For more information, see approved drugs for breast cancer
Radiation therapy
Radiation therapy is a type of cancer treatment that uses high-energy x-rays or other types of radiation to kill cancer cells or stop them from growing. There are two types of radiation therapy:

  • External radiation therapy uses a machine outside the body to send radiation to the cancer site.
  • Internal radiation therapy seals a radioactive substance in a needle, seed, wire, or catheter and places it directly in or near the cancer site. The type of radiation therapy depends on the staging and stage of the cancer. External radiation therapy is used to treat male breast cancer.
    Targeted therapy
    Targeted therapy is a treatment that uses drugs or other substances to identify and attack specific cancer cells without harming normal cells. Monoclonal antibody therapy, tyrosine kinase inhibitors, cyclin protein-dependent kinase inhibitors, and mammalian target of rapamycin (mTOR) inhibitors are types of targeted therapy used to treat male breast cancer.
    Monoclonal antibody therapy uses antibodies made in the laboratory (from a single type of immune system cell) that recognize substances on cancer cells or normal substances that contribute to the growth of cancer cells; the antibodies attach to these substances and kill the cancer cells, blocking their growth or stopping their spread. Monoclonal antibodies enter the body by infusion. Monoclonal antibodies may be used alone or carry drugs, toxins, or radioactive substances that target cancer cells directly. Monoclonal antibodies are also used with chemotherapy as an adjuvant treatment (a treatment given after surgery to reduce the recurrence of cancer is carried out).
    Types of monoclonal antibody therapy include:
  • Trastuzumab is a monoclonal antibody that blocks the action of the growth factor protein HER2.
  • Patuximab is a monoclonal antibody that can be used in combination with trastuzumab and chemotherapy to treat breast cancer.
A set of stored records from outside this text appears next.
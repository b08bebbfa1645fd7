// src/session/install.rs

//! Committing one installable unit
//!
//! A unit is everything selected for one package (base, splits, dex
//! metadata) or one module archive. APK units go through a single
//! platform install session, so the platform accepts the whole set or
//! none of it. Modules are flashed by the root solution's own installer.

use crate::analyser::{EntityKind, InstallEntity, SelectableEntity, materialize};
use crate::authorizer::{Authorizer, denied, pm};
use crate::config::{ConfigEntity, RootImplementation};
use crate::error::{Error, Result};
use crate::progress::{ProgressEvent, ProgressStream};
use std::collections::BTreeSet;
use std::path::{Path, PathBuf};
use tokio_util::sync::CancellationToken;
use tracing::{debug, info, warn};

/// Selected entities that install together
#[derive(Debug, Clone, PartialEq, Eq)]
pub struct InstallUnit {
    /// Package name, or module id
    pub name: String,
    pub entities: Vec<InstallEntity>,
}

impl InstallUnit {
    pub fn is_module(&self) -> bool {
        self.entities.iter().any(InstallEntity::is_module)
    }

    pub fn total_size(&self) -> u64 {
        self.entities.iter().map(|e| e.size).sum()
    }

    /// Inputs this unit was read from
    pub fn containers(&self) -> BTreeSet<&Path> {
        self.entities.iter().map(|e| e.container.as_path()).collect()
    }
}

/// Group the selection into units, in first-seen order
///
/// A package only forms a unit when its base (or module) is selected;
/// stray splits of an unselected package are left out.
pub fn plan_units(entities: &[SelectableEntity]) -> Result<Vec<InstallUnit>> {
    let mut units: Vec<InstallUnit> = Vec::new();
    for item in entities.iter().filter(|e| e.selected && e.entity.is_root()) {
        let name = &item.entity.package_name;
        if units.iter().any(|u| &u.name == name) {
            return Err(Error::InvalidState(format!(
                "more than one base selected for {}",
                name
            )));
        }
        units.push(InstallUnit {
            name: name.clone(),
            entities: vec![item.entity.clone()],
        });
    }

    for item in entities.iter().filter(|e| e.selected && !e.entity.is_root()) {
        match units
            .iter_mut()
            .find(|u| u.name == item.entity.package_name && !u.is_module())
        {
            Some(unit) => unit.entities.push(item.entity.clone()),
            None => debug!(
                "Skipping {} of unselected package {}",
                item.entity.install_name(),
                item.entity.package_name
            ),
        }
    }
    Ok(units)
}

/// What a unit install needs from its session
pub(crate) struct InstallContext<'a> {
    pub authorizer: &'a Authorizer,
    pub config: &'a ConfigEntity,
    pub root: RootImplementation,
    pub work_dir: &'a Path,
    pub cancel: &'a CancellationToken,
}

/// Install one unit, reporting to `progress`
pub(crate) async fn install_unit(
    unit: &InstallUnit,
    ctx: &InstallContext<'_>,
    progress: &ProgressStream,
) -> Result<()> {
    progress.emit(ProgressEvent::Installing {
        package: unit.name.clone(),
        percent: 0.0,
    });
    if unit.is_module() {
        install_module(unit, ctx, progress).await
    } else {
        install_apks(unit, ctx, progress).await
    }
}

/// Extract the unit's entities into `dir`, naming each for the session
fn stage(unit: &InstallUnit, dir: &Path) -> Result<Vec<(String, PathBuf)>> {
    unit.entities
        .iter()
        .map(|e| Ok((e.install_name(), materialize(&e.source, dir)?)))
        .collect()
}

async fn staged(unit: &InstallUnit, ctx: &InstallContext<'_>) -> Result<Vec<(String, PathBuf)>> {
    let owned = unit.clone();
    let dir = ctx.work_dir.join(&unit.name);
    tokio::task::spawn_blocking(move || stage(&owned, &dir))
        .await
        .map_err(|e| Error::InvalidState(format!("staging task failed: {}", e)))?
}

async fn install_apks(
    unit: &InstallUnit,
    ctx: &InstallContext<'_>,
    progress: &ProgressStream,
) -> Result<()> {
    let apks = staged(unit, ctx).await?;
    progress.emit(ProgressEvent::Installing {
        package: unit.name.clone(),
        percent: 0.5,
    });

    // Last point at which closing the session stops the install
    if ctx.cancel.is_cancelled() {
        return Err(Error::Cancelled);
    }

    let params = ctx
        .config
        .install_params(Some(&unit.name), Some(unit.total_size()));
    info!(
        "Committing {} ({} file(s)) via {}",
        unit.name,
        apks.len(),
        ctx.authorizer.kind()
    );
    ctx.authorizer.install_apks(&params, &apks).await?;
    progress.emit(ProgressEvent::Installing {
        package: unit.name.clone(),
        percent: 1.0,
    });
    dexopt(&unit.name, ctx).await;
    Ok(())
}

/// Compile a freshly installed package when the profile asks for it
///
/// Failures are logged only; the package is already installed.
async fn dexopt(package_name: &str, ctx: &InstallContext<'_>) {
    if !ctx.config.enable_dexopt {
        return;
    }
    let kind = ctx.authorizer.kind();
    if !kind.can_exec() {
        debug!("Skipping dexopt of {}: {} cannot run commands", package_name, kind);
        return;
    }

    let argv = pm::compile(package_name, ctx.config.dexopt_mode, ctx.config.force_dexopt);
    info!("Compiling {} ({})", package_name, ctx.config.dexopt_mode);
    match ctx.authorizer.exec(&argv).await {
        Ok(output) if output.success() => {
            debug!("Dexopt of {} done: {}", package_name, output.output.trim())
        }
        Ok(output) => warn!(
            "Dexopt of {} exited with {}: {}",
            package_name,
            output.exit_code,
            output.output.trim()
        ),
        Err(e) => warn!("Dexopt of {} failed: {}", package_name, e),
    }
}

async fn install_module(
    unit: &InstallUnit,
    ctx: &InstallContext<'_>,
    progress: &ProgressStream,
) -> Result<()> {
    if !ctx.authorizer.kind().can_exec() {
        return Err(denied(ctx.authorizer.kind(), "install modules"));
    }
    let module = unit
        .entities
        .iter()
        .find(|e| matches!(e.kind, EntityKind::Module(_)))
        .ok_or_else(|| Error::InvalidState(format!("{} has no module entity", unit.name)))?;

    let dir = ctx.work_dir.join(&unit.name);
    let source = module.source.clone();
    let path = tokio::task::spawn_blocking(move || materialize(&source, &dir))
        .await
        .map_err(|e| Error::InvalidState(format!("staging task failed: {}", e)))??;

    if ctx.cancel.is_cancelled() {
        return Err(Error::Cancelled);
    }

    let argv = ctx.root.module_install_command(&path.to_string_lossy());
    info!("Flashing module {} with {}", unit.name, ctx.root);
    let output = ctx.authorizer.exec(&argv).await?;
    for line in output.lines() {
        progress.emit(ProgressEvent::ModuleOutput(line.to_string()));
    }
    if !output.success() {
        return Err(Error::ChannelFailure {
            channel: ctx.authorizer.kind().to_string(),
            reason: format!("{} exited with {}", argv.join(" "), output.exit_code),
        });
    }
    Ok(())
}

/// Remove local inputs of an installed unit
pub(crate) fn delete_sources(paths: &[PathBuf]) {
    for path in paths {
        match std::fs::remove_file(path) {
            Ok(()) => info!("Deleted installed source {}", path.display()),
            Err(e) => warn!("Could not delete {}: {}", path.display(), e),
        }
    }
}

#[cfg(test)]
mod tests {
    use super::*;
    use crate::analyser::{EntitySource, ModuleInfo, SplitCategory};

    fn entity(package: &str, kind: EntityKind) -> InstallEntity {
        InstallEntity {
            package_name: package.to_string(),
            version_code: Some(1),
            version_name: None,
            label: None,
            kind,
            source: EntitySource::File(PathBuf::from(format!("/in/{}.apk", package))),
            abis: Vec::new(),
            container: PathBuf::from(format!("/in/{}.apk", package)),
            size: 10,
        }
    }

    fn split(package: &str, name: &str) -> InstallEntity {
        entity(
            package,
            EntityKind::Split {
                name: name.to_string(),
                category: SplitCategory::Feature,
                config_for: None,
            },
        )
    }

    #[test]
    fn test_plan_groups_splits_under_base() {
        let entities = vec![
            SelectableEntity::new(split("com.a", "feature"), true),
            SelectableEntity::new(entity("com.a", EntityKind::Base), true),
            SelectableEntity::new(entity("com.b", EntityKind::Base), true),
            SelectableEntity::new(split("com.b", "extra"), false),
        ];
        let units = plan_units(&entities).unwrap();
        assert_eq!(units.len(), 2);
        assert_eq!(units[0].name, "com.a");
        assert_eq!(units[0].entities.len(), 2);
        assert_eq!(units[0].total_size(), 20);
        assert_eq!(units[1].entities.len(), 1);
    }

    #[test]
    fn test_plan_skips_splits_of_unselected_base() {
        let entities = vec![
            SelectableEntity::new(entity("com.a", EntityKind::Base), false),
            SelectableEntity::new(split("com.a", "feature"), true),
        ];
        assert!(plan_units(&entities).unwrap().is_empty());
    }

    #[test]
    fn test_plan_rejects_two_bases_of_one_package() {
        let entities = vec![
            SelectableEntity::new(entity("com.a", EntityKind::Base), true),
            SelectableEntity::new(entity("com.a", EntityKind::Base), true),
        ];
        assert!(matches!(
            plan_units(&entities),
            Err(Error::InvalidState(_))
        ));
    }

    #[test]
    fn test_module_unit() {
        let module = entity(
            "zygisk-demo",
            EntityKind::Module(ModuleInfo {
                id: "zygisk-demo".to_string(),
                ..Default::default()
            }),
        );
        let units = plan_units(&[SelectableEntity::new(module, true)]).unwrap();
        assert!(units[0].is_module());
    }
}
  • Trastuzumab-metanephrine coupling is a monoclonal antibody that is coupled to an anti-cancer drug. This is called an antibody-drug coupling. It may be used to treat male breast cancer patients who are hormone receptor positive and have spread to other parts of the body. Tyrosine kinase inhibitors are targeted therapy drugs that block the signals needed for tumor growth. Lapatinib is a tyrosine kinase inhibitor that can be used to treat men with metastatic breast cancer.
    Cyclin-dependent kinase inhibitors are targeted therapy drugs that block a protein called cyclin-dependent kinase, which drives the growth of cancer cells. Paboxinib is a cyclin-dependent kinase inhibitor that is used to treat men with metastatic breast cancer.
    Mammalian target of rapamycin (mTOR) inhibitors block a protein called mTOR, which stops the growth of cancer cells and prevents the production of new blood vessels needed for tumor growth.
    For more information, see Approved drugs for breast cancer
    Treatment for male breast cancer may have side effects
    For information about side effects of cancer treatment, see our side effects page.